▶ _What is needed_
Every line of the records below from the line with "let mut config" up to and including the line with "to parse config" must be reproduced exactly, and no line outside that range.

#### Record set ####

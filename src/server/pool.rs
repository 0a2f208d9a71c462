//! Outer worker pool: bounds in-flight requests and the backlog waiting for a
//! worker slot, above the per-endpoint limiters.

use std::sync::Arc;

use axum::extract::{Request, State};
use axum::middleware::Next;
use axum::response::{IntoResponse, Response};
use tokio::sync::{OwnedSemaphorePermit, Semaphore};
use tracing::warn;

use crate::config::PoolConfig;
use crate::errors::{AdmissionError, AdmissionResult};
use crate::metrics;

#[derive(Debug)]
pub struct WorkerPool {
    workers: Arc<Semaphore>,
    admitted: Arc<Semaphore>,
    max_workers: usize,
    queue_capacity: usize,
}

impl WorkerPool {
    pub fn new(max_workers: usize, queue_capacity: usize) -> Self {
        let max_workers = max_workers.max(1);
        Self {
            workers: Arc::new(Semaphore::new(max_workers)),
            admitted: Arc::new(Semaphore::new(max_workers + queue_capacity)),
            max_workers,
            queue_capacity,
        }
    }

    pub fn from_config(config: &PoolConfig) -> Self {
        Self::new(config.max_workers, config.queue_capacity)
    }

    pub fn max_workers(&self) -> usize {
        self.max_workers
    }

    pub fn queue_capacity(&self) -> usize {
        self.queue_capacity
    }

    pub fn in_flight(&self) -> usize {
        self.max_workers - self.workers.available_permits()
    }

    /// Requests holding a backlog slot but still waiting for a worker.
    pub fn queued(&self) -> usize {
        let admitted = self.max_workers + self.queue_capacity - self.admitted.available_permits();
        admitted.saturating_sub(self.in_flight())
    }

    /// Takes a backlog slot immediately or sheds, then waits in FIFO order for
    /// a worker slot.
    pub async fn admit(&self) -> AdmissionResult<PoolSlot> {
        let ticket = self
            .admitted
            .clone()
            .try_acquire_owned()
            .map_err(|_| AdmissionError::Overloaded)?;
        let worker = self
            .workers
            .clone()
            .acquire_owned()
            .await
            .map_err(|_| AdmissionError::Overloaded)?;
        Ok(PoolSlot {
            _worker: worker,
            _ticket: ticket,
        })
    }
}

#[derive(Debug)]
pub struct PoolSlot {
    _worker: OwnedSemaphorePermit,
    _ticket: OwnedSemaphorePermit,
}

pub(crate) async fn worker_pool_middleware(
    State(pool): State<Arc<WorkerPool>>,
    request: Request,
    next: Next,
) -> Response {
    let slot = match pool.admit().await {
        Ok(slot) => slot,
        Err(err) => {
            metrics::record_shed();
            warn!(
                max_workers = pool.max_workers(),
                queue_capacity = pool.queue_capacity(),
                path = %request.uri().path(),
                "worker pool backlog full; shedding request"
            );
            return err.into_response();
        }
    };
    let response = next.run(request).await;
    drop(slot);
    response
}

####
#### Record set ####

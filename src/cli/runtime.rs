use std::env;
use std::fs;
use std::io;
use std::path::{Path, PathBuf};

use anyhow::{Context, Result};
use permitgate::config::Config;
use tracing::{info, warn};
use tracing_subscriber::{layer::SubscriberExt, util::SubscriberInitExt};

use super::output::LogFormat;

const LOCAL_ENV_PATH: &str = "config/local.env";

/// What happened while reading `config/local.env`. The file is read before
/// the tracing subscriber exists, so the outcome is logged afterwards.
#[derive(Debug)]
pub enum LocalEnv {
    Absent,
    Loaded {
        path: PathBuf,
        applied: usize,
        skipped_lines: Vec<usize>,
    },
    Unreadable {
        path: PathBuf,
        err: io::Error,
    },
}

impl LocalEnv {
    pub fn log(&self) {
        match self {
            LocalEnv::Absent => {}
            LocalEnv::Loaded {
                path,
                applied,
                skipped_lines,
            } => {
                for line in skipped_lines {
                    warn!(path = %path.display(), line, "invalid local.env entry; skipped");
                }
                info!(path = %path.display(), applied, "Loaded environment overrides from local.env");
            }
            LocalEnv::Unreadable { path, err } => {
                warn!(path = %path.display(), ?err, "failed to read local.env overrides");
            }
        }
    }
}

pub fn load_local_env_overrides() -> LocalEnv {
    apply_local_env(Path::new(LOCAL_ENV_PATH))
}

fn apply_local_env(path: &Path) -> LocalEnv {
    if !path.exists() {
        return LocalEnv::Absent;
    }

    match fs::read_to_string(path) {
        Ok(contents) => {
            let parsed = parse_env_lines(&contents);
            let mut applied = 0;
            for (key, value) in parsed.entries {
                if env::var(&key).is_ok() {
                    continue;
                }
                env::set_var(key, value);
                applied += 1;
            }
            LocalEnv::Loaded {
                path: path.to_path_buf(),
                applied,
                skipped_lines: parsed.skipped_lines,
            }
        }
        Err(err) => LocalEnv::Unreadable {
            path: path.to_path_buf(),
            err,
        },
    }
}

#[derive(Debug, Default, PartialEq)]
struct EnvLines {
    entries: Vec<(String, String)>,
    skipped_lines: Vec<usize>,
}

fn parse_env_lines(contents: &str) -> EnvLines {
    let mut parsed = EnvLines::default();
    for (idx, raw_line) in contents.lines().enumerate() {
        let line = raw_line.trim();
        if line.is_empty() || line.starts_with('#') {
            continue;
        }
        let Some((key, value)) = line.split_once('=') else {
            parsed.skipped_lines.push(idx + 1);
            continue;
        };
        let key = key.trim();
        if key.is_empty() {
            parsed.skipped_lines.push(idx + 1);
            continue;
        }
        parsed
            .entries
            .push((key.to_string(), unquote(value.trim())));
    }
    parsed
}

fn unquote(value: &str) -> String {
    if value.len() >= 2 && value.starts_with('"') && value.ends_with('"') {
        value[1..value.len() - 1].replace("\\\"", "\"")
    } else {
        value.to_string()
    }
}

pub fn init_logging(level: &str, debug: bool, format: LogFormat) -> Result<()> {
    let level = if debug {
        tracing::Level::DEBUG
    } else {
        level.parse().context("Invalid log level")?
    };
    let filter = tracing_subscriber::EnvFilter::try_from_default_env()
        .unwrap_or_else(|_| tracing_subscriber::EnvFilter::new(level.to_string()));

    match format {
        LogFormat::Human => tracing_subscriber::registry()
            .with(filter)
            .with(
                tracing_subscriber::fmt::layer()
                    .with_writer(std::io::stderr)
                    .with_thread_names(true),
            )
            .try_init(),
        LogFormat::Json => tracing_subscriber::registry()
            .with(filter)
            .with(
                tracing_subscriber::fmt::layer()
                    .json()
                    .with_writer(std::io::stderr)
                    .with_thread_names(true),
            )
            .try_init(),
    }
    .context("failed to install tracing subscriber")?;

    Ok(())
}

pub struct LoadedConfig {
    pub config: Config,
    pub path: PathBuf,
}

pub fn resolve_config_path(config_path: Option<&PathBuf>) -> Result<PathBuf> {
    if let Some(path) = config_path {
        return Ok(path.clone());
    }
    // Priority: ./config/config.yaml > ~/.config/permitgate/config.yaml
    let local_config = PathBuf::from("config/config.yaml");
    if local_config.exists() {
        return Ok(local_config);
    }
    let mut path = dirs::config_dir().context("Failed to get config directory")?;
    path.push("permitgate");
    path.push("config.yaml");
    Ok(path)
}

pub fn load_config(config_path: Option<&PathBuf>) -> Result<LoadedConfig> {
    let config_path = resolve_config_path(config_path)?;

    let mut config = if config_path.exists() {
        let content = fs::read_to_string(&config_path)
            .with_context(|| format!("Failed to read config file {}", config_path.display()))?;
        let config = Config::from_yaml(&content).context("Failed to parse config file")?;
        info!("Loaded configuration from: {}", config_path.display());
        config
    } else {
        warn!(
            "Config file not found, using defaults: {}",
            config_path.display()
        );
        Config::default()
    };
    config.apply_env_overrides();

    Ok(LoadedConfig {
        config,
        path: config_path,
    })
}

####

▶ _Answer space_
    let mut config = if config_path.exists() {
        let content = fs::read_to_string(&config_path)
            .with_context(|| format!("Failed to read config file {}", config_path.display()))?;
        let config = Config::from_yaml(&content).context("Failed to parse config file")?;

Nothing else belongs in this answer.